[Records contained in a dataset]
****************

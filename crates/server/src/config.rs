//! Server configuration loaded from environment variables.
//!
//! # Environment Variables
//!
//! ## Required
//! - `DENFIT_DATABASE_URL` - `PostgreSQL` connection string (falls back to
//!   `DATABASE_URL`)
//! - `DENFIT_JWT_SECRET` - Bearer token signing secret (min 32 chars, high
//!   entropy)
//! - `SMTP_HOST` - SMTP relay host
//! - `SMTP_USERNAME` - SMTP username
//! - `SMTP_PASSWORD` - SMTP password
//! - `EMAIL_FROM` - From address for transactional email
//!
//! ## Optional
//! - `DENFIT_HOST` - Bind address (default: 127.0.0.1)
//! - `DENFIT_PORT` - Listen port (default: 5000)
//! - `SMTP_PORT` - SMTP relay port (default: 587)
//! - `SENTRY_DSN` - Sentry error tracking DSN

use std::collections::HashMap;
use std::net::{IpAddr, SocketAddr};

use secrecy::{ExposeSecret, SecretString};
use thiserror::Error;

const MIN_JWT_SECRET_LENGTH: usize = 32;
const MIN_ENTROPY_BITS_PER_CHAR: f64 = 3.3;

/// Blocklist of common placeholder patterns (case-insensitive)
const PLACEHOLDER_PATTERNS: &[&str] = &[
    "your-",
    "changeme",
    "replace",
    "placeholder",
    "example",
    "secret",
    "password",
    "xxx",
    "todo",
    "fixme",
    "insert",
    "enter-",
    "put-your",
    "add-your",
];

/// Configuration errors that can occur during loading.
#[derive(Debug, Error)]
pub enum ConfigError {
    #[error("Missing environment variable: {0}")]
    MissingEnvVar(String),
    #[error("Invalid environment variable {0}: {1}")]
    InvalidEnvVar(String, String),
    #[error("Insecure secret in {0}: {1}")]
    InsecureSecret(String, String),
}

/// Server application configuration.
#[derive(Debug, Clone)]
pub struct ServerConfig {
    /// `PostgreSQL` database connection URL (contains password)
    pub database_url: SecretString,
    /// IP address to bind the server to
    pub host: IpAddr,
    /// Port to listen on
    pub port: u16,
    /// Bearer token signing secret
    pub jwt_secret: SecretString,
    /// Transactional email (SMTP) configuration
    pub email: EmailConfig,
    /// Sentry DSN for error tracking
    pub sentry_dsn: Option<String>,
}

/// SMTP configuration for transactional email.
///
/// Implements `Debug` manually to redact the password.
#[derive(Clone)]
pub struct EmailConfig {
    /// SMTP relay host
    pub smtp_host: String,
    /// SMTP relay port
    pub smtp_port: u16,
    /// SMTP username
    pub smtp_username: String,
    /// SMTP password
    pub smtp_password: SecretString,
    /// From address for outgoing mail
    pub from_address: String,
}

impl std::fmt::Debug for EmailConfig {
    fn fmt(&self, f: &mut std::fmt::Formatter<'_>) -> std::fmt::Result {
        f.debug_struct("EmailConfig")
            .field("smtp_host", &self.smtp_host)
            .field("smtp_port", &self.smtp_port)
            .field("smtp_username", &self.smtp_username)
            .field("smtp_password", &"[REDACTED]")
            .field("from_address", &self.from_address)
            .finish()
    }
}

impl ServerConfig {
    /// Load configuration from environment variables.
    ///
    /// Calls `dotenvy::dotenv()` to load from `.env` file if present.
    ///
    /// # Errors
    ///
    /// Returns `ConfigError` if required variables are missing, invalid, or
    /// if secrets fail validation (placeholder detection, entropy check).
    pub fn from_env() -> Result<Self, ConfigError> {
        // Load .env file if present (ignore errors if not found)
        let _ = dotenvy::dotenv();

        let database_url = get_database_url("DENFIT_DATABASE_URL")?;
        let host = get_env_or_default("DENFIT_HOST", "127.0.0.1")
            .parse::<IpAddr>()
            .map_err(|e| ConfigError::InvalidEnvVar("DENFIT_HOST".to_string(), e.to_string()))?;
        let port = get_env_or_default("DENFIT_PORT", "5000")
            .parse::<u16>()
            .map_err(|e| ConfigError::InvalidEnvVar("DENFIT_PORT".to_string(), e.to_string()))?;
        let jwt_secret = get_validated_secret("DENFIT_JWT_SECRET")?;
        validate_jwt_secret(&jwt_secret, "DENFIT_JWT_SECRET")?;

        let email = EmailConfig::from_env()?;
        let sentry_dsn = get_optional_env("SENTRY_DSN");

        Ok(Self {
            database_url,
            host,
            port,
            jwt_secret,
            email,
            sentry_dsn,
        })
    }

    /// Returns the socket address for binding the server.
    #[must_use]
    pub const fn socket_addr(&self) -> SocketAddr {
        SocketAddr::new(self.host, self.port)
    }
}

impl EmailConfig {
    fn from_env() -> Result<Self, ConfigError> {
        let smtp_port = get_env_or_default("SMTP_PORT", "587")
            .parse::<u16>()
            .map_err(|e| ConfigError::InvalidEnvVar("SMTP_PORT".to_string(), e.to_string()))?;

        Ok(Self {
            smtp_host: get_required_env("SMTP_HOST")?,
            smtp_port,
            smtp_username: get_required_env("SMTP_USERNAME")?,
            smtp_password: get_required_secret("SMTP_PASSWORD")?,
            from_address: get_required_env("EMAIL_FROM")?,
        })
    }
}

// =============================================================================
// Helper Functions
// =============================================================================

/// Get a required environment variable.
fn get_required_env(key: &str) -> Result<String, ConfigError> {
    std::env::var(key).map_err(|_| ConfigError::MissingEnvVar(key.to_string()))
}

/// Get a required environment variable as a secret.
fn get_required_secret(key: &str) -> Result<SecretString, ConfigError> {
    let value = get_required_env(key)?;
    Ok(SecretString::from(value))
}

/// Get database URL with fallback to generic `DATABASE_URL`.
fn get_database_url(primary_key: &str) -> Result<SecretString, ConfigError> {
    if let Ok(value) = std::env::var(primary_key) {
        return Ok(SecretString::from(value));
    }
    if let Ok(value) = std::env::var("DATABASE_URL") {
        return Ok(SecretString::from(value));
    }
    Err(ConfigError::MissingEnvVar(primary_key.to_string()))
}

/// Get an optional environment variable.
fn get_optional_env(key: &str) -> Option<String> {
    std::env::var(key).ok()
}

/// Get an environment variable with a default value.
fn get_env_or_default(key: &str, default: &str) -> String {
    std::env::var(key).unwrap_or_else(|_| default.to_string())
}

/// Validate that the JWT secret meets minimum length requirements.
fn validate_jwt_secret(secret: &SecretString, var_name: &str) -> Result<(), ConfigError> {
    let value = secret.expose_secret();
    if value.len() < MIN_JWT_SECRET_LENGTH {
        return Err(ConfigError::InsecureSecret(
            var_name.to_string(),
            format!(
                "must be at least {} characters (got {})",
                MIN_JWT_SECRET_LENGTH,
                value.len()
            ),
        ));
    }
    Ok(())
}

/// Calculate Shannon entropy in bits per character.
fn shannon_entropy(s: &str) -> f64 {
    if s.is_empty() {
        return 0.0;
    }

    let mut freq: HashMap<char, usize> = HashMap::new();
    for c in s.chars() {
        *freq.entry(c).or_insert(0) += 1;
    }

    #[allow(clippy::cast_precision_loss)] // String length will never exceed f64 precision
    let len = s.len() as f64;
    freq.values()
        .map(|&count| {
            #[allow(clippy::cast_precision_loss)] // Character count will never exceed f64 precision
            let p = count as f64 / len;
            -p * p.log2()
        })
        .sum()
}

/// Validate that a secret is not a placeholder and has sufficient entropy.
fn validate_secret_strength(secret: &str, var_name: &str) -> Result<(), ConfigError> {
    let lower = secret.to_lowercase();

    // Check blocklist
    for pattern in PLACEHOLDER_PATTERNS {
        if lower.contains(pattern) {
            return Err(ConfigError::InsecureSecret(
                var_name.to_string(),
                format!("appears to be a placeholder (contains '{pattern}')"),
            ));
        }
    }

    // Check entropy (real secrets like API keys have high entropy)
    let entropy = shannon_entropy(secret);
    if entropy < MIN_ENTROPY_BITS_PER_CHAR {
        return Err(ConfigError::InsecureSecret(
            var_name.to_string(),
            format!(
                "entropy too low ({entropy:.2} bits/char, need >= {MIN_ENTROPY_BITS_PER_CHAR:.1}). Use a randomly generated secret."
            ),
        ));
    }

    Ok(())
}

/// Load and validate a secret from environment.
fn get_validated_secret(key: &str) -> Result<SecretString, ConfigError> {
    let value = get_required_env(key)?;
    validate_secret_strength(&value, key)?;
    Ok(SecretString::from(value))
}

****************

Try it -
Your task is to quote the lines above, beginning with the first and ending with the one that holds "use thiserror::Error;".

Solution to this problem -
filename crates/server/src/config.rs
//! Server configuration loaded from environment variables.
//!
//! # Environment Variables
//!
//! ## Required
//! - `DENFIT_DATABASE_URL` - `PostgreSQL` connection string (falls back to
//!   `DATABASE_URL`)
//! - `DENFIT_JWT_SECRET` - Bearer token signing secret (min 32 chars, high
//!   entropy)
//! - `SMTP_HOST` - SMTP relay host
//! - `SMTP_USERNAME` - SMTP username
//! - `SMTP_PASSWORD` - SMTP password
//! - `EMAIL_FROM` - From address for transactional email
//!
//! ## Optional
//! - `DENFIT_HOST` - Bind address (default: 127.0.0.1)
//! - `DENFIT_PORT` - Listen port (default: 5000)
//! - `SMTP_PORT` - SMTP relay port (default: 587)
//! - `SENTRY_DSN` - Sentry error tracking DSN

use std::collections::HashMap;
use std::net::{IpAddr, SocketAddr};

use secrecy::{ExposeSecret, SecretString};
use thiserror::Error;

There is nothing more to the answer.